◆ Exercise directions: Keep every character as it is and output all of the records.

◆ Task input:
········
use std::f64::consts::PI;

use itertools::Itertools;
use serde::{Deserialize, Serialize};

use crate::geometry::circle::{circle_circle_intersection, circular_segment_area, Circle};
use crate::geometry::point::{center, distance, Point};
use crate::geometry::SMALL;

/// One circular arc on the boundary of a multi-circle intersection region,
/// running from `p1` to `p2` along `circle`'s circumference. `width` is the
/// depth of the chord below the arc's midpoint.
#[derive(Debug, Clone, Copy, PartialEq, Serialize, Deserialize)]
pub struct Arc {
    pub circle: Circle,
    pub p1: Point,
    pub p2: Point,
    pub width: f64,
}

/// Area and boundary description of the mutual intersection of N circles.
#[derive(Debug, Clone, Default, PartialEq, Serialize, Deserialize)]
pub struct IntersectionStats {
    pub area: f64,
    pub arc_area: f64,
    pub polygon_area: f64,
    /// Boundary arcs in angular order; empty when the circles have no joint
    /// intersection, a single synthetic full-circle arc when one circle is
    /// contained in all the others.
    pub arcs: Vec<Arc>,
    /// Pairwise intersection points lying inside every circle.
    pub inner_points: Vec<Point>,
}

struct InnerPoint {
    point: Point,
    // indices of the two circles whose boundaries cross here
    parents: [usize; 2],
    angle: f64,
}

/// Area of the mutual intersection of all `circles`.
pub fn intersection_area(circles: &[Circle]) -> f64 {
    intersection_stats(circles).area
}

/// Computes the joint intersection of `circles`, walking the surviving
/// boundary arcs in clockwise order. The region area is the shoelace area of
/// the inner-point polygon plus one circular segment per boundary arc.
pub fn intersection_stats(circles: &[Circle]) -> IntersectionStats {
    let mut inner: Vec<InnerPoint> = circles
        .iter()
        .enumerate()
        .tuple_combinations()
        .flat_map(|((i, a), (j, b))| {
            circle_circle_intersection(a, b)
                .into_iter()
                .map(move |point| InnerPoint { point, parents: [i, j], angle: 0. })
        })
        .filter(|ip| circles.iter().all(|c| c.contains(&ip.point)))
        .collect();

    let mut arc_area = 0.;
    let mut polygon_area = 0.;
    let mut arcs = Vec::new();

    if inner.len() > 1 {
        // sort points clockwise around their centroid
        let c = center(&inner.iter().map(|ip| ip.point).collect::<Vec<_>>());
        for ip in inner.iter_mut() {
            ip.angle = (ip.point.x - c.x).atan2(ip.point.y - c.y);
        }
        inner.sort_by(|a, b| b.angle.total_cmp(&a.angle));

        let mut p2 = inner.len() - 1;
        for p1 in 0..inner.len() {
            let (a, b) = (&inner[p1], &inner[p2]);
            polygon_area += (b.point.x + a.point.x) * (a.point.y - b.point.y);

            let mid = (a.point + b.point) / 2.;
            let mut arc: Option<Arc> = None;
            for &parent in &a.parents {
                if !b.parents.contains(&parent) {
                    continue;
                }
                // bearing halfway along the arc from b to a on this circle
                let circle = circles[parent];
                let a1 = (a.point.x - circle.c.x).atan2(a.point.y - circle.c.y);
                let a2 = (b.point.x - circle.c.x).atan2(b.point.y - circle.c.y);
                let mut angle_diff = a2 - a1;
                if angle_diff < 0. {
                    angle_diff += 2. * PI;
                }
                let theta = a2 - angle_diff / 2.;
                let arc_mid = Point {
                    x: circle.c.x + circle.r * theta.sin(),
                    y: circle.c.y + circle.r * theta.cos(),
                };
                // clamp against FP overflow past the diameter
                let width = distance(&mid, &arc_mid).min(circle.r * 2.);
                if arc.map_or(true, |best| best.width > width) {
                    arc = Some(Arc { circle, p1: a.point, p2: b.point, width });
                }
            }
            if let Some(arc) = arc {
                arc_area += circular_segment_area(arc.circle.r, arc.width);
                arcs.push(arc);
                p2 = p1;
            }
        }
    } else if let Some(smallest) = circles.iter().min_by(|a, b| a.r.total_cmp(&b.r)) {
        // no boundary crossings: either fully disjoint, or the smallest
        // circle is contained in all the others
        let disjoint = circles
            .iter()
            .any(|c| distance(&c.c, &smallest.c) > (smallest.r - c.r).abs());
        if !disjoint {
            arc_area = smallest.r * smallest.r * PI;
            arcs.push(Arc {
                circle: *smallest,
                p1: Point { x: smallest.c.x, y: smallest.c.y + smallest.r },
                p2: Point { x: smallest.c.x - SMALL, y: smallest.c.y + smallest.r },
                width: smallest.r * 2.,
            });
        }
    }

    polygon_area /= 2.;
    IntersectionStats {
        area: arc_area + polygon_area,
        arc_area,
        polygon_area,
        arcs,
        inner_points: inner.into_iter().map(|ip| ip.point).collect(),
    }
}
········
◆ Response box:
use std::f64::consts::PI;

use itertools::Itertools;
use serde::{Deserialize, Serialize};

use crate::geometry::circle::{circle_circle_intersection, circular_segment_area, Circle};
use crate::geometry::point::{center, distance, Point};
use crate::geometry::SMALL;

/// One circular arc on the boundary of a multi-circle intersection region,
/// running from `p1` to `p2` along `circle`'s circumference. `width` is the
/// depth of the chord below the arc's midpoint.
#[derive(Debug, Clone, Copy, PartialEq, Serialize, Deserialize)]
pub struct Arc {
    pub circle: Circle,
    pub p1: Point,
    pub p2: Point,
    pub width: f64,
}

/// Area and boundary description of the mutual intersection of N circles.
#[derive(Debug, Clone, Default, PartialEq, Serialize, Deserialize)]
pub struct IntersectionStats {
    pub area: f64,
    pub arc_area: f64,
    pub polygon_area: f64,
    /// Boundary arcs in angular order; empty when the circles have no joint
    /// intersection, a single synthetic full-circle arc when one circle is
    /// contained in all the others.
    pub arcs: Vec<Arc>,
    /// Pairwise intersection points lying inside every circle.
    pub inner_points: Vec<Point>,
}

struct InnerPoint {
    point: Point,
    // indices of the two circles whose boundaries cross here
    parents: [usize; 2],
    angle: f64,
}

/// Area of the mutual intersection of all `circles`.
pub fn intersection_area(circles: &[Circle]) -> f64 {
    intersection_stats(circles).area
}

/// Computes the joint intersection of `circles`, walking the surviving
/// boundary arcs in clockwise order. The region area is the shoelace area of
/// the inner-point polygon plus one circular segment per boundary arc.
pub fn intersection_stats(circles: &[Circle]) -> IntersectionStats {
    let mut inner: Vec<InnerPoint> = circles
        .iter()
        .enumerate()
        .tuple_combinations()
        .flat_map(|((i, a), (j, b))| {
            circle_circle_intersection(a, b)
                .into_iter()
                .map(move |point| InnerPoint { point, parents: [i, j], angle: 0. })
        })
        .filter(|ip| circles.iter().all(|c| c.contains(&ip.point)))
        .collect();

    let mut arc_area = 0.;
    let mut polygon_area = 0.;
    let mut arcs = Vec::new();

    if inner.len() > 1 {
        // sort points clockwise around their centroid
        let c = center(&inner.iter().map(|ip| ip.point).collect::<Vec<_>>());
        for ip in inner.iter_mut() {
            ip.angle = (ip.point.x - c.x).atan2(ip.point.y - c.y);
        }
        inner.sort_by(|a, b| b.angle.total_cmp(&a.angle));

        let mut p2 = inner.len() - 1;
        for p1 in 0..inner.len() {
            let (a, b) = (&inner[p1], &inner[p2]);
            polygon_area += (b.point.x + a.point.x) * (a.point.y - b.point.y);

            let mid = (a.point + b.point) / 2.;
            let mut arc: Option<Arc> = None;
            for &parent in &a.parents {
                if !b.parents.contains(&parent) {
                    continue;
                }
                // bearing halfway along the arc from b to a on this circle
                let circle = circles[parent];
                let a1 = (a.point.x - circle.c.x).atan2(a.point.y - circle.c.y);
                let a2 = (b.point.x - circle.c.x).atan2(b.point.y - circle.c.y);
                let mut angle_diff = a2 - a1;
                if angle_diff < 0. {
                    angle_diff += 2. * PI;
                }
                let theta = a2 - angle_diff / 2.;
                let arc_mid = Point {
                    x: circle.c.x + circle.r * theta.sin(),
                    y: circle.c.y + circle.r * theta.cos(),
                };
                // clamp against FP overflow past the diameter
                let width = distance(&mid, &arc_mid).min(circle.r * 2.);
                if arc.map_or(true, |best| best.width > width) {
                    arc = Some(Arc { circle, p1: a.point, p2: b.point, width });
                }
            }
            if let Some(arc) = arc {
                arc_area += circular_segment_area(arc.circle.r, arc.width);
                arcs.push(arc);
                p2 = p1;
            }
        }
    } else if let Some(smallest) = circles.iter().min_by(|a, b| a.r.total_cmp(&b.r)) {
        // no boundary crossings: either fully disjoint, or the smallest
        // circle is contained in all the others
        let disjoint = circles
            .iter()
            .any(|c| distance(&c.c, &smallest.c) > (smallest.r - c.r).abs());
        if !disjoint {
            arc_area = smallest.r * smallest.r * PI;
            arcs.push(Arc {
                circle: *smallest,
                p1: Point { x: smallest.c.x, y: smallest.c.y + smallest.r },
                p2: Point { x: smallest.c.x - SMALL, y: smallest.c.y + smallest.r },
                width: smallest.r * 2.,
            });
        }
    }

    polygon_area /= 2.;
    IntersectionStats {
        area: arc_area + polygon_area,
        arc_area,
        polygon_area,
        arcs,
        inner_points: inner.into_iter().map(|ip| ip.point).collect(),
    }
}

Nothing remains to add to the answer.